Function of LC1 C-terminal Domain

In metazoans, the C-terminal helical domain is highly charged, containing five or more acidic residues, whereas in protists (i.e. Chlamydomonas and Trypanosoma), there are also two conserved basic residues (Arg¹⁸⁹ and Arg¹⁹⁶ in Chlamydomonas) (Fig. 1b). Structural analyses indicate that the orientation of this C-terminal helix is controlled by two residues (Met¹⁸² and Asp¹⁸⁵ in Chlamydomonas) that show high backbone dynamics (17). Binding of LC1 to the γ HC requires hydrophobic interactions, and most single residue alterations within the C-terminal domain did not affect LC1-γ HC associations. The one exception was D185G, which resulted in a slight increase in detergent solubility of LC1 (12). Thus, it is unlikely that this LC1 region is merely acting as part of a tether attaching the motor unit to the A-tubule. Rather, given the strong phenotypic consequences observed from minor alterations, it more likely makes key contacts within the AAA domain that lead to the modulation of motor activity. This suggestion does not negate the possibility that LC1 also plays an important role in stabilizing the motor domain with respect to the A-tubule. This might ensure that the AAA ring remains a constant distance from the A-tubule within a bent region of the flagellum when the interdoublet gap increases (35) and/or prevent or modulate the ability of the AAA ring to move with respect to the axonemal long axis (36, 37); this latter feature might convert the γ HC motor into an ATP-dependent brake that limits sliding.

Why Does N150S LC1 Cause Primary Ciliary Dyskinesia?

Asn¹⁵⁰ is part of the LRR consensus, and in wild type, this side chain is packed within the protein core. In humans, altering this conserved residue to Ser resulted in a partial outer arm assembly defect.

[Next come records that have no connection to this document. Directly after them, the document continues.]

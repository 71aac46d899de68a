//! Structured run logging.

use podthumb_models::{RunId, Stage};
use tracing::{error, info, warn, Span};

/// Logs run lifecycle events with the run id and operation attached.
#[derive(Debug, Clone)]
pub struct RunLogger {
    run_id: String,
    operation: String,
}

impl RunLogger {
    /// `operation` names the entry point, e.g. `"run"` or `"sample"`.
    pub fn new(run_id: &RunId, operation: &str) -> Self {
        Self {
            run_id: run_id.to_string(),
            operation: operation.to_string(),
        }
    }

    pub fn log_start(&self, message: &str) {
        info!(
            run_id = %self.run_id,
            operation = %self.operation,
            "Run started: {}", message
        );
    }

    pub fn log_stage(&self, stage: Stage, message: &str) {
        info!(
            run_id = %self.run_id,
            operation = %self.operation,
            stage = %stage,
            "Stage: {}", message
        );
    }

    pub fn log_progress(&self, message: &str) {
        info!(
            run_id = %self.run_id,
            operation = %self.operation,
            "Run progress: {}", message
        );
    }

    pub fn log_warning(&self, message: &str) {
        warn!(
            run_id = %self.run_id,
            operation = %self.operation,
            "Run warning: {}", message
        );
    }

    pub fn log_error(&self, message: &str) {
        error!(
            run_id = %self.run_id,
            operation = %self.operation,
            "Run error: {}", message
        );
    }

    pub fn log_completion(&self, message: &str) {
        info!(
            run_id = %self.run_id,
            operation = %self.operation,
            "Run completed: {}", message
        );
    }

    pub fn run_id(&self) -> &str {
        &self.run_id
    }

    pub fn operation(&self) -> &str {
        &self.operation
    }

    pub fn create_span(&self) -> Span {
        tracing::info_span!(
            "run",
            run_id = %self.run_id,
            operation = %self.operation
        )
    }
}

#[cfg(test)]
mod tests {
    use super::*;

    #[test]
    fn test_run_logger_creation() {
        let run_id = RunId::new();
        let logger = RunLogger::new(&run_id, "run");

        assert_eq!(logger.run_id(), run_id.to_string());
        assert_eq!(logger.operation(), "run");
    }

    #[test]
    fn test_logging_does_not_panic() {
        let logger = RunLogger::new(&RunId::new(), "sample");
        let _guard = logger.create_span().entered();
        logger.log_start("starting");
        logger.log_stage(Stage::Identify, "cache miss");
        logger.log_progress("halfway");
        logger.log_warning("careful");
        logger.log_error("boom");
        logger.log_completion("done");
    }
}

Molecular modeling suggested that the N150S alteration might convert the α7 helix to a loop and disturb the terminal LRR fold (15). Our chemical shift mapping revealed that the perturbation is much more pervasive and extends through the last three LRRs, disrupting the core. Consequently, N150S LC1 is much less stable than wild type or any of the other mutant forms we have made. Indeed, significant precipitation occurred within the few hours at 25 °C necessary to collect the ¹H-¹⁵N HSQC spectrum, and this protein had a melting temperature that was 8 °C lower than wild type. Thus, at physiological temperature in humans, it is likely that a significant fraction of this PCD-causing mutant form does not fold correctly and/or even assemble within the dynein complex. As the lack of LC1 would lead to exposure of a hydrophobic region on one HC, this mutation might therefore result in the partial failure of outer arm assembly due to indirect effects mediated through aggregation of other component(s) that are no longer stable in the absence of LC1. This scenario would be consistent with the observed reduction of outer arms in trypanosomes following LC1 RNAi (28), although similar knockdowns in planaria did not appear to affect arm assembly (29).

In conclusion, we have defined a series of functional subdomains within the LC1 component of outer arm dynein. These data provide insight into the mechanism by which this highly conserved protein modulates dynein motor function within the ciliary axoneme.